Lagarde's "pushback was not forceful enough," opening the way for the euro to test $1.1680 in the near term, TD Securities strategists wrote in a note.

However, "extrapolating (euro strength) beyond that seems like a big ask a week ahead of the Fed's meeting, where taper will be announced," they said.

The U.S. Federal Reserve ends a two-day meeting on Wednesday and is widely expected to begin to pare back stimulus, with interest rate lift-off next year.

Traders will have their eyes on economic gauges from both regions later in the day, with Europe seeing a preliminary reading of the consumer price index, while the U.S. gets personal spending and income data.

Foreign-exchange markets have become volatile around central bank activity. Big moves began Wednesday with hawkish comments from the Bank of Canada.

And for a second day on Friday, the Reserve Bank of Australia opted not to suppress a rise in the yield of a bond at the heart of its stimulus program, leading analysts and traders to predict policymakers will abandon their yield control programme at a meeting on Tuesday.

"The difficulty for the RBA is that this will also require a change in their forward guidance on the expected timing of the first rate hike," Commonwealth Bank of Australia strategist Carol Kong wrote in a report.

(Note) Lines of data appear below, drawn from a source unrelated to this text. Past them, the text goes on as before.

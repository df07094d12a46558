//! Branch × variant stock matrix route handler.

use axum::{
    Json, Router,
    extract::{Query, State, rejection::QueryRejection},
    http::Method,
    routing::get,
};
use branch_stock_core::VariantStock;
use serde::{Deserialize, Serialize};
use serde_json::{Map, Value};
use tracing::instrument;

use crate::{config::CorsConfig, error::Result, services::StockDocumentService, state::AppState};

use super::{cors_layer, method_not_allowed, options, required};

pub fn router(cors: &CorsConfig) -> Router<AppState> {
    Router::new()
        .route(
            "/api/product-variants",
            get(product_variants)
                .options(options)
                .fallback(method_not_allowed),
        )
        .layer(cors_layer(cors, &[Method::GET]))
}

#[derive(Debug, Deserialize)]
pub struct HandleQuery {
    pub handle: Option<String>,
}

#[derive(Debug, Serialize)]
pub struct ProductSummary {
    pub handle: String,
    pub title: String,
}

#[derive(Debug, Serialize)]
pub struct VariantRow {
    pub sku: Option<String>,
    pub options: Map<String, Value>,
    pub cantidades: Vec<u64>,
}

impl From<VariantStock> for VariantRow {
    fn from(v: VariantStock) -> Self {
        Self {
            sku: v.sku,
            options: v.options,
            cantidades: v.quantities,
        }
    }
}

#[derive(Debug, Serialize)]
pub struct ProductVariantsResponse {
    pub ok: bool,
    pub product: ProductSummary,
    pub sucursales: Vec<String>,
    pub variants: Vec<VariantRow>,
}

/// Read a product's stock matrix.
///
/// # Errors
///
/// Returns 400 for a missing handle or an unset/malformed metafield and 404
/// for an unknown handle.
#[instrument(skip(state, query))]
pub async fn product_variants(
    State(state): State<AppState>,
    query: std::result::Result<Query<HandleQuery>, QueryRejection>,
) -> Result<Json<ProductVariantsResponse>> {
    let Query(query) = query?;
    let handle = required(query.handle.as_deref(), "handle")?;

    let document = StockDocumentService::new(&state).read_matrix(&handle).await?;

    Ok(Json(ProductVariantsResponse {
        ok: true,
        product: ProductSummary {
            handle: document.handle,
            title: document.title,
        },
        sucursales: document.matrix.branches,
        variants: document.matrix.variants.into_iter().map(VariantRow::from).collect(),
    }))
}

"We doubt the RBA will be able to match current market pricing, which is priced for a rate hike in early 2022, but an indication from the RBA that inflation pressures may be building earlier than anticipated and that rate hikes are now likely before 2024 could be expected."

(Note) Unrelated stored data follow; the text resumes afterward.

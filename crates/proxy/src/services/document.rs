//! Whole stock documents addressed by product handle.
//!
//! Writes replace the list/matrix metafield with a client-supplied JSON
//! document; reads decode the matrix shape (branches × variants).

use branch_stock_core::stock::wire::decode_matrix;
use branch_stock_core::{BranchMatrix, ProductGid, normalize_handle};
use serde_json::Value;
use tracing::instrument;

use crate::config::StockConfig;
use crate::error::{AppError, Result};
use crate::shopify::{AdminClient, MetafieldWrite};
use crate::state::AppState;

/// A product's matrix-shaped stock.
#[derive(Debug, Clone)]
pub struct ProductMatrix {
    pub handle: String,
    pub title: String,
    pub matrix: BranchMatrix,
}

pub struct StockDocumentService<'a> {
    shopify: &'a AdminClient,
    stock: &'a StockConfig,
}

impl<'a> StockDocumentService<'a> {
    #[must_use]
    pub fn new(state: &'a AppState) -> Self {
        Self {
            shopify: state.shopify(),
            stock: &state.config().stock,
        }
    }

    /// Overwrite the stock metafield of the product with `handle`.
    ///
    /// `value` may be a JSON object or array, or a string holding JSON.
    ///
    /// # Errors
    ///
    /// Returns `AppError::BadRequest` for a value that is not JSON,
    /// `AppError::NotFound` for an unknown handle, and `AppError::Validation`
    /// when Shopify rejects the document.
    #[instrument(skip(self, value))]
    pub async fn replace(&self, handle: &str, value: &Value) -> Result<ProductGid> {
        let encoded = encode_document(value)?;
        let product = self.shopify.product_by_handle(&normalize_handle(handle)).await?;

        let write = MetafieldWrite::json(
            product.id.as_str(),
            &self.stock.namespace,
            &self.stock.key,
            encoded,
        );
        self.shopify.set_metafields(&[write]).await?;
        Ok(product.id)
    }

    /// Read the matrix-shaped stock document of the product with `handle`.
    ///
    /// # Errors
    ///
    /// Returns `AppError::NotFound` for an unknown handle and
    /// `AppError::BadRequest` when the metafield is unset or malformed.
    #[instrument(skip(self))]
    pub async fn read_matrix(&self, handle: &str) -> Result<ProductMatrix> {
        let document = self
            .shopify
            .get_product_stock_document(&normalize_handle(handle), &self.stock.namespace, &self.stock.key)
            .await?;

        let raw = document.value.ok_or_else(|| {
            AppError::BadRequest(format!(
                "product has no '{}.{}' metafield",
                self.stock.namespace, self.stock.key
            ))
        })?;

        Ok(ProductMatrix {
            handle: document.handle,
            title: document.title,
            matrix: decode_matrix(&raw)?,
        })
    }
}

/// Encode a client-supplied document as a metafield value.
fn encode_document(value: &Value) -> Result<String> {
    match value {
        Value::Object(_) | Value::Array(_) => Ok(value.to_string()),
        Value::String(raw) => {
            serde_json::from_str::<Value>(raw)
                .map_err(|e| AppError::BadRequest(format!("value is not valid JSON: {e}")))?;
            Ok(raw.clone())
        }
        Value::Null => Err(AppError::BadRequest("value is required".to_string())),
        Value::Bool(_) | Value::Number(_) => Err(AppError::BadRequest(
            "value must be a JSON object, array or JSON string".to_string(),
        )),
    }
}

The Australian dollar eased 0.1% to $0.7537, after reaching the highest since early July at $0.75555 in the previous session.

The New Zealand dollar fell 0.3% to $0.7177 after a gauge of consumer confidence dipped sharply in October.

Sterling was about flat at $1.3784 as it continued to fluctuate near a one-month high reached last week.

The pound has been buffeted recently by speculation over whether the Bank of England would proceed with an interest rate hike at its meeting next week.

In cryptocurrencies, ether rose to a record $4,400, while bigger rival bitcoin also gained to trade around $61,200, but down from the record $67,016.50 reached last week.

Ether "is a momentum beast at the moment, and it looks bloody strong," said Chris Weston, head of research at brokerage Pepperstone in Melbourne.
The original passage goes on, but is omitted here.